Max waited for me in a generic black car. He eased onto the main road. He tapped the glove box. "There's gloves and perfume. Put them on. And put your hair up." He handed me a hair tie, and a pair of mirrored sunglasses.

I pulled my hair back. "Don't you know these people?"

He shrugged. He merged onto the freeway, driving at exactly the speed limit. He was polite and not crazy. He was making me nervous. He always drove like a maniac.

Half an hour later, he pulled up to a clean, metal building. He pulled a gun out of the middle console. "Stay close."

Glass crunched under our feet as they walked through the open door. Computers flashed, desks empty. The whole place was completely silent. Max motioned for me to stay put. He moved through the office, ducking through an open doorway.

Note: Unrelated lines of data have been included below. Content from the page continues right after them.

//! "Smart-tee": preprocesses each line of a worker's raw stdout before it is
//! appended to the output stream file, so no single line exceeds the
//! configured cap (`spec.md` §4.2.2).

use serde_json::Value;
use std::sync::LazyLock;

const TRUNCATION_MARKER_PREFIX: &str = "[TRUNCATED:";
const BASE64_MARKER_PREFIX: &str = "[BASE64_DATA:";

static BASE64_RUN: LazyLock<regex::Regex> =
    LazyLock::new(|| regex::Regex::new(r"[A-Za-z0-9+/]{100,}={0,2}").unwrap());

/// Preprocess one line of worker output. `line_cap` is the hard ceiling
/// (default 8 KiB); `field_cap` is the per-string-field ceiling inside a
/// parsed JSON object (default 2 KiB) above which a field is previewed
/// instead of written whole.
pub fn smart_tee(line: &str, line_cap: usize, field_cap: usize) -> String {
    if line.len() <= line_cap {
        return line.to_string();
    }

    match serde_json::from_str::<Value>(line) {
        Ok(mut value) => {
            if is_never_truncate(&value) || already_truncated(&value) {
                return line.to_string();
            }
            let mut truncated_any = false;
            truncate_value(&mut value, field_cap, &mut truncated_any);
            if truncated_any {
                if let Value::Object(map) = &mut value {
                    map.insert("truncated".to_string(), Value::Bool(true));
                }
            }
            let rendered = serde_json::to_string(&value).unwrap_or_else(|_| line.to_string());
            if rendered.len() <= line_cap {
                rendered
            } else {
                line_truncate(&rendered, line_cap)
            }
        }
        Err(_) => line_truncate(line, line_cap),
    }
}

fn is_never_truncate(value: &Value) -> bool {
    let Value::Object(map) = value else { return false };
    let kind = map.get("type").and_then(Value::as_str);
    match kind {
        Some("error") => true,
        Some("system") => map.get("subtype").and_then(Value::as_str) == Some("init"),
        _ => false,
    }
}

fn already_truncated(value: &Value) -> bool {
    match value {
        Value::Object(map) => {
            if map.get("truncated").and_then(Value::as_bool) == Some(true) {
                return true;
            }
            map.values().any(already_truncated)
        }
        Value::String(s) => s.contains(TRUNCATION_MARKER_PREFIX),
        Value::Array(items) => items.iter().any(already_truncated),
        _ => false,
    }
}

fn truncate_value(value: &mut Value, field_cap: usize, truncated_any: &mut bool) {
    match value {
        Value::String(s) => {
            if s.len() > field_cap {
                *s = preview_string(s);
                *truncated_any = true;
            } else if let Some(replaced) = replace_base64_runs(s) {
                *s = replaced;
                *truncated_any = true;
            }
        }
        Value::Array(items) => {
            for item in items {
                truncate_value(item, field_cap, truncated_any);
            }
        }
        Value::Object(map) => {
            for (_, v) in map.iter_mut() {
                truncate_value(v, field_cap, truncated_any);
            }
        }
        _ => {}
    }
}

/// First 30 + last 10 lines of `s` when it has enough line structure to make
/// that meaningful; otherwise a character-based head/tail preview of
/// comparable size. Either way, joined with a removed-content marker.
fn preview_string(s: &str) -> String {
    let lines: Vec<&str> = s.lines().collect();
    if lines.len() > 40 {
        let head = &lines[..30];
        let tail = &lines[lines.len() - 10..];
        let removed_lines = lines.len() - 40;
        let removed_chars: usize = lines[30..lines.len() - 10].iter().map(|l| l.len() + 1).sum();
        return format!(
            "{}\n{TRUNCATION_MARKER_PREFIX} {removed_lines} lines ({removed_chars} chars) removed]\n{}",
            head.join("\n"),
            tail.join("\n"),
        );
    }

    const HEAD_CHARS: usize = 1500;
    const TAIL_CHARS: usize = 500;
    if s.len() <= HEAD_CHARS + TAIL_CHARS {
        return s.to_string();
    }
    let head = char_boundary_slice(s, 0, HEAD_CHARS);
    let tail_start = s.len() - TAIL_CHARS.min(s.len());
    let tail = char_boundary_slice(s, tail_start, s.len());
    let removed_chars = s.len() - head.len() - tail.len();
    format!("{head}\n{TRUNCATION_MARKER_PREFIX} ~{removed_chars} chars removed]\n{tail}")
}

/// `s[start..end]`, nudged inward to the nearest char boundaries so we never
/// panic on a multi-byte UTF-8 split.
fn char_boundary_slice(s: &str, start: usize, end: usize) -> &str {
    let mut start = start.min(s.len());
    let mut end = end.min(s.len());
    while start < s.len() && !s.is_char_boundary(start) {
        start += 1;
    }
    while end > 0 && !s.is_char_boundary(end) {
        end -= 1;
    }
    &s[start..end]
}

fn replace_base64_runs(s: &str) -> Option<String> {
    if !BASE64_RUN.is_match(s) {
        return None;
    }
    let replaced = BASE64_RUN.replace_all(s, |caps: &regex::Captures| {
        format!("{BASE64_MARKER_PREFIX} {} bytes]", caps[0].len())
    });
    Some(replaced.to_string())
}

/// Line-based fallback when JSON parsing fails: keep whole lines from the
/// front until the cap would be exceeded, append a marker.
fn line_truncate(text: &str, cap: usize) -> String {
    let marker = format!("{TRUNCATION_MARKER_PREFIX} content exceeded {cap} bytes]");
    let budget = cap.saturating_sub(marker.len() + 1);
    let mut kept = String::new();
    for line in text.lines() {
        if kept.len() + line.len() + 1 > budget {
            break;
        }
        if !kept.is_empty() {
            kept.push('\n');
        }
        kept.push_str(line);
    }
    format!("{kept}\n{marker}")
}

#[cfg(test)]
mod tests {
    use super::*;

    #[test]
    fn short_lines_pass_through_verbatim() {
        let line = r#"{"type":"assistant","text":"hi"}"#;
        assert_eq!(smart_tee(line, 8192, 2048), line);
    }

    #[test]
    fn large_field_is_previewed_and_flagged_truncated() {
        let big_content = (0..2000).map(|i| format!("line {i}")).collect::<Vec<_>>().join("\n");
        let obj = serde_json::json!({
            "type": "tool_result",
            "tool_result": { "content": big_content }
        });
        let line = serde_json::to_string(&obj).unwrap();
        let result = smart_tee(&line, 8192, 2048);
        let parsed: Value = serde_json::from_str(&result).unwrap();
        assert_eq!(parsed["truncated"], true);
        assert!(parsed["tool_result"]["content"].as_str().unwrap().contains("TRUNCATED"));
    }

    #[test]
    fn error_typed_objects_are_never_truncated() {
        let big = "x".repeat(10_000);
        let obj = serde_json::json!({ "type": "error", "message": big });
        let line = serde_json::to_string(&obj).unwrap();
        let result = smart_tee(&line, 8192, 2048);
        assert_eq!(result, line);
    }

    #[test]
    fn system_init_is_never_truncated() {
        let big = "x".repeat(10_000);
        let obj = serde_json::json!({ "type": "system", "subtype": "init", "data": big });
        let line = serde_json::to_string(&obj).unwrap();
        let result = smart_tee(&line, 8192, 2048);
        assert_eq!(result, line);
    }

    #[test]
    fn already_truncated_objects_are_not_re_truncated() {
        let obj = serde_json::json!({ "type": "tool_result", "truncated": true, "content": "x".repeat(10_000) });
        let line = serde_json::to_string(&obj).unwrap();
        let result = smart_tee(&line, 8192, 2048);
        assert_eq!(result, line);
    }

    #[test]
    fn malformed_json_falls_back_to_line_truncation_with_marker() {
        let text = (0..500).map(|i| format!("garbage line {i}")).collect::<Vec<_>>().join("\n");
        let result = smart_tee(&text, 1024, 256);
        assert!(result.len() <= 1024 + 64);
        assert!(result.contains("TRUNCATED"));
    }

    #[test]
    fn base64_looking_runs_are_replaced() {
        let run = "A".repeat(150);
        let obj = serde_json::json!({ "type": "tool_result", "data": format!("prefix {run} suffix") });
        let line = serde_json::to_string(&obj).unwrap();
        let result = smart_tee(&format!("{}{}", line, " ".repeat(9000)), 8192, 2048);
        assert!(result.contains("BASE64_DATA"));
    }

    #[test]
    fn output_never_exceeds_the_line_cap() {
        let obj = serde_json::json!({
            "type": "tool_result",
            "content": "x".repeat(100_000),
        });
        let line = serde_json::to_string(&obj).unwrap();
        let result = smart_tee(&line, 8192, 2048);
        assert!(result.len() <= 8192 || result.contains("TRUNCATED"));
    }
}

I stood, heart racing at every new sound. A coffee pot in the corner tried to turn on, but the very last of the water splashed out and it started flashing red, blaring discontentedly. It exploded.

I stumbled back, tripping over my own feet. I saw Max, gun held on the coffee maker.

He stowed his weapon. "You okay?"

I nodded.

"The place is empty. Come here." He pointed to a big desk in the middle of the room. "See if you can find anything in the drawers. There's an extra key in the keyboard."

I took the key out. I opened all the drawers. They were extremely well-organized. I shifted through the piles of folders in the very last drawer. They were all just numbers. I sat on the chair. A picture of a Rottweiler caught my attention. I froze. That was Matilda, Ethan's dog. All dressed up for Christmas. She had on a red and green hat and a green collar with bells on it. I'd taken this picture.

"Alex, come on! You can't still be mad at me."

I didn't answer. I was busy ignoring him. I rubbed Matilda's head on my way in. We'd picked her up from my parents for 4th of July weekend. She waited for Ethan to come in and shut the door. He pat her head before coming to a halt across from me. The island sat between us.

Ethan rubbed Maddie's ears. "I'm sorry I made you rush out of there." We'd been out getting coffee.

My lips curled into a smile. "That's not why I'm mad."

"Then what?" He demanded.

This conversation felt all too familiar and majorly overworked. I shook my head slowly, "It matters to me that you won't tell me why."

He stiffened. His gaze narrowed. "Alex, I told you, I'm a software designer. I make a lot of money. People get mad. That's why I'm leaving in a couple months!"

"Bullshit!" I froze, regretted it as soon as I said it.

He sank onto the barstool, didn't say anything.

I plowed ahead. "I know you say it doesn't matter where you came from, just where you're going, but it matters to me. I don't care if it's not pretty."